Gold coins head Heritage’s $15 million Atlanta ANA auction
- Published: Mar 6, 2014, 7 PM
Gold coins led Heritage Auctions’ nearly $15 million sale held in conjunction with the American Numismatic Association National Money Show, Feb. 27 to March 1 in Atlanta.
At $235,000 the most expensive coin in the auction was an 1826 Capped Head gold $5 half eagle graded Mint State 65 by Numismatic Guaranty Corp. Although contemporary U.S. Mint records show that just over 18,000 half eagles were struck in 1826, gold expert David Akers estimated that fewer than 40 exist in all grades and Heritage’s lot description suggests that even that number may be larger than the extant population.
Heritage placed the piece in the condition census as the second- or third-finest known example. Its ownership traced back to Abe Kosoff’s 1968 auction of the Alex Shuford Collection and was most recently from the Donald E. Bently Collection.
For comparison, the finest known example, graded MS-66, sold as part of Heritage’s offerings from the David and Sharon Akers Collection at its 2014 FUN auction for a record $763,750.
The next most expensive coin was an 1845 Coronet gold $2.50 quarter eagle graded NGC Proof 67 Ultra Cameo that brought $223,250. It is considered the finest of three confirmed examples, and in 1979, at a Bowers and Ruddy auction, was offered as part of a three-piece gold Proof set of 1845 coins consisting of the quarter eagle, half eagle and eagle.

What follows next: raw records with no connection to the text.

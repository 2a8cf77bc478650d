/**
 * Room Data Structures
 *
 * This module defines the room-side types of the chat core: the room
 * itself, its student/teacher membership, participant roles, and the help
 * mode derived from the room's `help_checked` flag.
 *
 * # Help Mode
 *
 * Every room starts in AI mode (`help_checked = false`). Asking for help
 * flips the room into human mode, where the assigned teacher may speak.
 * Flipping again returns the room to AI mode.
 */
use chrono::{DateTime, Utc};
use serde::{Deserialize, Serialize};

/// Store-assigned room identifier
pub type RoomId = i64;

/// External user identifier
pub type UserId = i64;

/// Sender id used for system banners
pub const SYSTEM_SENDER_ID: UserId = 0;

/// Sender id used for AI fragments (shares the system sentinel)
pub const AI_SENDER_ID: UserId = 0;

/// Title used when a room is created without one
pub const DEFAULT_ROOM_TITLE: &str = "새 채팅방";

/// A chat room between one student and one teacher
#[derive(Debug, Clone, Serialize, Deserialize, PartialEq, Eq)]
pub struct Room {
    /// Store-assigned id
    pub id: RoomId,
    /// Display title, denormalized into every message
    pub title: String,
    /// `false` = AI mode, `true` = human-teacher mode
    pub help_checked: bool,
    pub created_at: DateTime<Utc>,
    pub updated_at: DateTime<Utc>,
}

impl Room {
    /// Current routing mode of the room
    pub fn mode(&self) -> HelpMode {
        HelpMode::from_help_checked(self.help_checked)
    }
}

/// The student/teacher pairing that owns a room
///
/// Membership is fixed when the room is created.
#[derive(Debug, Clone, Copy, Serialize, Deserialize, PartialEq, Eq)]
pub struct Membership {
    pub room_id: RoomId,
    pub student_id: UserId,
    pub teacher_id: UserId,
}

impl Membership {
    /// Role of `user_id` inside this room, if they are a member
    pub fn role_of(&self, user_id: UserId) -> Option<Role> {
        if user_id == self.student_id {
            Some(Role::Student)
        } else if user_id == self.teacher_id {
            Some(Role::Teacher)
        } else {
            None
        }
    }
}

/// Role of a human participant, as reported by the user directory
#[derive(Debug, Clone, Copy, Serialize, Deserialize, PartialEq, Eq, Hash)]
#[serde(rename_all = "snake_case")]
pub enum Role {
    Student,
    Teacher,
}

impl Role {
    /// Convert to string for database storage
    pub fn as_str(&self) -> &'static str {
        match self {
            Role::Student => "student",
            Role::Teacher => "teacher",
        }
    }

    /// Parse from a database value
    pub fn parse(value: &str) -> Option<Self> {
        match value.trim().to_ascii_lowercase().as_str() {
            "student" => Some(Role::Student),
            "teacher" => Some(Role::Teacher),
            _ => None,
        }
    }
}

/// Routing mode of a room
#[derive(Debug, Clone, Copy, Serialize, Deserialize, PartialEq, Eq)]
#[serde(rename_all = "snake_case")]
pub enum HelpMode {
    /// Student talks to the AI assistant
    Ai,
    /// Student talks to the assigned teacher
    Human,
}

impl HelpMode {
    pub fn from_help_checked(help_checked: bool) -> Self {
        if help_checked {
            HelpMode::Human
        } else {
            HelpMode::Ai
        }
    }

    /// Banners emitted when a room enters this mode, in order
    pub fn entry_banners(&self) -> [SystemBanner; 2] {
        match self {
            HelpMode::Human => [SystemBanner::AiGoodbye, SystemBanner::TeacherWelcome],
            HelpMode::Ai => [SystemBanner::TeacherGoodbye, SystemBanner::AiWelcome],
        }
    }
}

/// Fixed system messages emitted on help mode transitions
#[derive(Debug, Clone, Copy, PartialEq, Eq)]
pub enum SystemBanner {
    AiWelcome,
    AiGoodbye,
    TeacherWelcome,
    TeacherGoodbye,
}

impl SystemBanner {
    pub fn text(&self) -> &'static str {
        match self {
            SystemBanner::AiWelcome => "AI 선생님과의 대화가 시작되었습니다. 궁금한 점을 물어보세요!",
            SystemBanner::AiGoodbye => "AI 선생님과의 대화가 종료되었습니다.",
            SystemBanner::TeacherWelcome => "선생님과의 대화가 시작됩니다.",
            SystemBanner::TeacherGoodbye => "선생님과의 대화가 종료되었습니다.",
        }
    }
}

#[cfg(test)]
mod tests {
    use super::*;

    #[test]
    fn test_membership_role_of() {
        let membership = Membership { room_id: 1, student_id: 10, teacher_id: 20 };
        assert_eq!(membership.role_of(10), Some(Role::Student));
        assert_eq!(membership.role_of(20), Some(Role::Teacher));
        assert_eq!(membership.role_of(30), None);
    }

    #[test]
    fn test_role_parse() {
        assert_eq!(Role::parse("student"), Some(Role::Student));
        assert_eq!(Role::parse(" TEACHER "), Some(Role::Teacher));
        assert_eq!(Role::parse("admin"), None);
    }

    #[test]
    fn test_entry_banners_order() {
        assert_eq!(
            HelpMode::Human.entry_banners(),
            [SystemBanner::AiGoodbye, SystemBanner::TeacherWelcome]
        );
        assert_eq!(
            HelpMode::Ai.entry_banners(),
            [SystemBanner::TeacherGoodbye, SystemBanner::AiWelcome]
        );
    }
}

Heritage notes that at least four gold Proof sets were struck by the U.S. Mint in 1845, and adds, “There is appreciable evidence that at least one of the sets was meant for a diplomatic visitor, though such evidence is largely circumstantial.”
The Proof 1845 quarter eagle was at one time part of the legendary Ed Trompeter Collection. It was also previously offered at an Aug. 5, 2012, Heritage sale where it brought $258,500.
Another Proof example is part of the National Numismatic Collection at the Smithsonian Institution, and a third example was once part of the John Jay Pittman collection that was sold by Akers in a 1998 auction.
The third most expensive coin in the auction was an 1875 Coronet gold $10 eagle graded About Uncirculated 50 by Professional Coin Grading Service that sold for $211,500. One of just 100 pieces struck, Heritage estimated that just five or six circulation strike examples exist in all grades today. It last sold as part of a Jan. 10, 2004, Heritage auction where it brought $51,750.00.
Not just golden rarities
Other standouts included a 1909-S Lincoln, V.D.B. cent graded PCGS MS-67 red, one of just 11 graded as such with none graded finer by PCGS. The cent was described by Heritage as “essentially ‘as struck’ ” with bright Mint luster and no trace of yellowing, carbon spots or objectionable contact marks. It brought a robust $117,500.
As evidence of how subtle differences in quality impact prices, on Jan. 9 Heritage sold an example of the key issue graded PCGS MS-66 red with a green Certified Acceptance Corp. sticker indicating quality within the grade for $25,850.
An undated Lord Baltimore Maryland shilling from 1659 graded PCGS AU-50+, one of the finer examples of this issue known, sold for $49,937.50, close to the $48,875 that it brought when offered at the Stack’s Bowers Galleries November 2012 Baltimore auction. In the Stack’s Bowers auction, it was described as “A superb example of this elusive and historically distinctive issue, coined for Cecil Calvert for circulation in his proprietary colony of Maryland.” Most examples of the issue are in poor condition.
This example was once offered as part of Stack’s 1983 sale of the John L. Roper Collection. The Stack’s Bowers 2012 catalog description noted, “The Roper provenance usually accompanies coins of lovely quality and positive eye appeal, and this coin is no exception.”